Choosing uncompressed TIFF "for quality." LZW and ZIP compression in TIFF are both lossless — they produce byte-identical pixel data after decompression. There is no quality benefit to uncompressed TIFF; you just get larger files. Always use LZW or ZIP.
Saving layered Photoshop files as TIFF. While Photoshop can save layers in TIFF, this data is Photoshop-proprietary. Other applications see only the flattened composite. If you need layers, save as PSD. Use TIFF for flat, deliverable images.
Ignoring byte order compatibility. TIFF files can be big-endian or little-endian. Most modern systems handle both, but some legacy tools or embedded systems may only support one byte order. Use little-endian ("Intel") for maximum compatibility on modern systems.

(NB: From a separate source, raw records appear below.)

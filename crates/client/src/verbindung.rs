//! Geteilter Verbindungszustand zwischen Leseschleife, Keepalive und Schreib-Task
//!
//! ```text
//! Session (Leseschleife, Aufrufer-Task)
//!     |  FramedRead<OwnedReadHalf, ZeilenCodec>
//!     |
//!     +-- Arc<Gemeinsam> --+-- Keepalive-Task  (ping, liest usertimeout)
//!                          +-- Schreib-Task    (FramedWrite<OwnedWriteHalf>)
//!                          +-- SessionHandle   (beliebige Tasks/Threads)
//! ```
//!
//! Ausgehende Nachrichten laufen ueber eine mpsc-Queue zum Schreib-Task.
//! Das Herunterfahren wird ueber ein `watch`-Signal kooperativ an alle
//! Beteiligten verteilt.

use std::io;
use std::sync::atomic::{AtomicBool, Ordering};
use std::sync::Arc;
use std::time::Duration;

use futures_util::{SinkExt, StreamExt};
use parking_lot::Mutex;
use teamtalk_protocol::{Eingang, Params, ProtocolMessage, Value, ZeilenCodec};
use tokio::net::tcp::{OwnedReadHalf, OwnedWriteHalf};
use tokio::sync::{mpsc, watch};
use tokio_util::codec::{FramedRead, FramedWrite};

use crate::error::{ClientError, ClientResult};
use crate::session::SessionZustand;

pub(crate) type Leser = FramedRead<OwnedReadHalf, ZeilenCodec>;
pub(crate) type Schreiber = FramedWrite<OwnedWriteHalf, ZeilenCodec>;

// ---------------------------------------------------------------------------
// Gemeinsam
// ---------------------------------------------------------------------------

struct Ausgang {
    sender: mpsc::UnboundedSender<ProtocolMessage>,
    /// Nur fuer die Laengenpruefung vor dem Einreihen
    codec: ZeilenCodec,
}

/// Zustand den mehrere Tasks gleichzeitig lesen oder aendern
pub(crate) struct Gemeinsam {
    disconnecting: AtomicBool,
    shutdown_tx: watch::Sender<bool>,
    /// Queue zum Schreib-Task (erst nach `connect` gesetzt)
    ausgang: Mutex<Option<Ausgang>>,
    /// Wird von `serverupdate` (Leseschleife) geschrieben und vom Keepalive gelesen
    server_params: Mutex<Params>,
    zustand: Mutex<SessionZustand>,
    /// Erster Transportfehler des Schreib-Tasks
    transport_fehler: Mutex<Option<io::Error>>,
}

impl Gemeinsam {
    pub(crate) fn neu() -> Arc<Self> {
        let (shutdown_tx, _) = watch::channel(false);
        Arc::new(Self {
            disconnecting: AtomicBool::new(false),
            shutdown_tx,
            ausgang: Mutex::new(None),
            server_params: Mutex::new(Params::new()),
            zustand: Mutex::new(SessionZustand::Idle),
            transport_fehler: Mutex::new(None),
        })
    }

    pub(crate) fn is_disconnecting(&self) -> bool {
        self.disconnecting.load(Ordering::SeqCst)
    }

    pub(crate) fn shutdown_empfaenger(&self) -> watch::Receiver<bool> {
        self.shutdown_tx.subscribe()
    }

    pub(crate) fn zustand(&self) -> SessionZustand {
        *self.zustand.lock()
    }

    pub(crate) fn zustand_setzen(&self, neu: SessionZustand) {
        let mut zustand = self.zustand.lock();
        tracing::debug!(von = ?*zustand, nach = ?neu, "Zustandswechsel");
        *zustand = neu;
    }

    /// Wechselt nur wenn der aktuelle Zustand `von` ist
    pub(crate) fn zustand_wechseln(&self, von: SessionZustand, nach: SessionZustand) -> bool {
        let mut zustand = self.zustand.lock();
        if *zustand != von {
            return false;
        }
        tracing::debug!(von = ?von, nach = ?nach, "Zustandswechsel");
        *zustand = nach;
        true
    }

    pub(crate) fn server_params(&self) -> parking_lot::MutexGuard<'_, Params> {
        self.server_params.lock()
    }

    pub(crate) fn ausgang_setzen(
        &self,
        sender: mpsc::UnboundedSender<ProtocolMessage>,
        codec: ZeilenCodec,
    ) {
        *self.ausgang.lock() = Some(Ausgang { sender, codec });
    }

    /// Reiht eine Nachricht beim Schreib-Task ein
    ///
    /// Zu lange Nachrichten werden hier mit `UngueltigeNachricht` abgelehnt
    /// und erreichen den Schreib-Task nie; die Verbindung bleibt bestehen.
    pub(crate) fn senden(&self, nachricht: ProtocolMessage) -> ClientResult<()> {
        if self.is_disconnecting() {
            return Err(ClientError::transport(
                io::ErrorKind::NotConnected,
                "Verbindung wird getrennt",
            ));
        }
        let ausgang = self.ausgang.lock();
        let Some(ausgang) = ausgang.as_ref() else {
            return Err(ClientError::transport(
                io::ErrorKind::NotConnected,
                "Nicht verbunden",
            ));
        };
        if let Err(e) = ausgang.codec.zeile_pruefen(&nachricht.build()) {
            tracing::warn!(event = %nachricht.event, fehler = %e, "Nachricht nicht gesendet");
            return Err(e.into());
        }
        ausgang.sender.send(nachricht).map_err(|_| {
            ClientError::transport(io::ErrorKind::BrokenPipe, "Schreib-Task beendet")
        })
    }

    /// Setzt `disconnecting` und weckt Leseschleife, Keepalive und Schreib-Task
    ///
    /// Ohne offene Verbindung (`Idle`, `Closed`) passiert nichts.
    pub(crate) fn herunterfahren(&self) -> bool {
        {
            let mut zustand = self.zustand.lock();
            match *zustand {
                SessionZustand::Idle | SessionZustand::Closed => return false,
                SessionZustand::Disconnecting => {}
                _ => {
                    tracing::debug!(von = ?*zustand, "Zustandswechsel nach Disconnecting");
                    *zustand = SessionZustand::Disconnecting;
                }
            }
        }
        self.disconnecting.store(true, Ordering::SeqCst);
        self.shutdown_tx.send_replace(true);
        true
    }

    pub(crate) fn transport_fehler_melden(&self, fehler: io::Error) {
        {
            let mut gespeichert = self.transport_fehler.lock();
            if gespeichert.is_none() {
                *gespeichert = Some(fehler);
            }
        }
        self.herunterfahren();
    }

    pub(crate) fn transport_fehler_nehmen(&self) -> Option<io::Error> {
        self.transport_fehler.lock().take()
    }
}

// ---------------------------------------------------------------------------
// SessionHandle
// ---------------------------------------------------------------------------

/// Klonbarer Zugriff auf eine laufende Session aus anderen Tasks oder Threads
///
/// Erlaubt Senden und Trennen waehrend die Leseschleife die `Session`
/// exklusiv haelt.
#[derive(Clone)]
pub struct SessionHandle {
    gemeinsam: Arc<Gemeinsam>,
}

impl SessionHandle {
    pub(crate) fn neu(gemeinsam: Arc<Gemeinsam>) -> Self {
        Self { gemeinsam }
    }

    /// Sendet eine beliebige Nachricht
    pub fn send_raw(&self, event: &str, params: Params) -> ClientResult<()> {
        self.gemeinsam.senden(ProtocolMessage {
            event: event.to_string(),
            params,
        })
    }

    /// Trennt die Verbindung; Leseschleife und Keepalive enden umgehend
    pub fn disconnect(&self) {
        if self.gemeinsam.herunterfahren() {
            tracing::info!("Verbindung wird getrennt");
        }
    }

    pub fn is_disconnecting(&self) -> bool {
        self.gemeinsam.is_disconnecting()
    }

    pub fn zustand(&self) -> SessionZustand {
        self.gemeinsam.zustand()
    }

    /// Kopie der aktuellen Server-Parameter
    pub fn server_params(&self) -> Params {
        self.gemeinsam.server_params().clone()
    }

    pub fn server_param(&self, key: &str) -> Option<Value> {
        self.gemeinsam.server_params().get(key).cloned()
    }
}

impl std::fmt::Debug for SessionHandle {
    fn fmt(&self, f: &mut std::fmt::Formatter<'_>) -> std::fmt::Result {
        f.debug_struct("SessionHandle")
            .field("zustand", &self.gemeinsam.zustand())
            .field("disconnecting", &self.gemeinsam.is_disconnecting())
            .finish()
    }
}

// ---------------------------------------------------------------------------
// Schreib-Task
// ---------------------------------------------------------------------------

/// Schreibt Nachrichten aus der Queue bis zum Herunterfahren
///
/// Ein Schreibfehler wird als Transportfehler gemeldet und trennt die Session.
pub(crate) async fn schreib_schleife(
    mut schreiber: Schreiber,
    mut queue: mpsc::UnboundedReceiver<ProtocolMessage>,
    gemeinsam: Arc<Gemeinsam>,
) {
    let mut shutdown = gemeinsam.shutdown_empfaenger();

    loop {
        tokio::select! {
            // Bereits eingereihte Nachrichten zuerst
            biased;
            nachricht = queue.recv() => {
                let Some(nachricht) = nachricht else { break };
                tracing::trace!(event = %nachricht.event, "Sende Nachricht");
                if let Err(e) = schreiber.send(nachricht).await {
                    tracing::warn!(fehler = %e, "Senden fehlgeschlagen, Verbindung wird getrennt");
                    gemeinsam.transport_fehler_melden(e);
                    break;
                }
            }
            _ = heruntergefahren(&mut shutdown) => break,
        }
    }

    // Schreib-Haelfte schliessen
    if let Err(e) = schreiber.close().await {
        tracing::debug!(fehler = %e, "Schliessen der Schreib-Haelfte fehlgeschlagen");
    }
    tracing::debug!("Schreib-Task beendet");
}

/// Wartet auf das Shutdown-Signal
///
/// Der `watch::Ref` aus `wait_for` ist `!Send` und darf in keinem
/// `select!`-Zweig ueber ein `await` hinweg leben.
pub(crate) async fn heruntergefahren(shutdown: &mut watch::Receiver<bool>) {
    // Err nur wenn der Sender weg ist; dann ist die Session ohnehin beendet
    let _ = shutdown.wait_for(|aus| *aus).await;
}

// ---------------------------------------------------------------------------
// Lesen
// ---------------------------------------------------------------------------

/// Ergebnis eines Leseversuchs
pub(crate) enum Gelesen {
    Eingang(Eingang),
    Zeitueberschreitung,
    /// Server hat die Verbindung geschlossen
    Ende,
    Fehler(io::Error),
}

pub(crate) async fn naechste_zeile(leser: &mut Leser, timeout: Option<Duration>) -> Gelesen {
    let naechste = match timeout {
        Some(frist) => match tokio::time::timeout(frist, leser.next()).await {
            Ok(naechste) => naechste,
            Err(_) => return Gelesen::Zeitueberschreitung,
        },
        None => leser.next().await,
    };
    match naechste {
        Some(Ok(eingang)) => Gelesen::Eingang(eingang),
        Some(Err(e)) => Gelesen::Fehler(e),
        None => Gelesen::Ende,
    }
}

Assuming all TIFF readers handle all TIFF variants. The TIFF specification is extremely flexible, and no reader supports every combination of compression, color space, and bit depth. Test your specific TIFF configuration against the target readers. A CMYK 32-bit float TIFF with JPEG compression will not open in many viewers.
Related Formats
- PSD: Adobe Photoshop native format; better for layered editing workflows
- DNG: Adobe's open RAW format, based on TIFF structure
- GeoTIFF: TIFF extension embedding geographic metadata for mapping
- PNG: Lossless web-compatible alternative (but limited to RGB, 16-bit max)
- EXR: HDR format preferred in VFX (32-bit float, more efficient for HDR than TIFF)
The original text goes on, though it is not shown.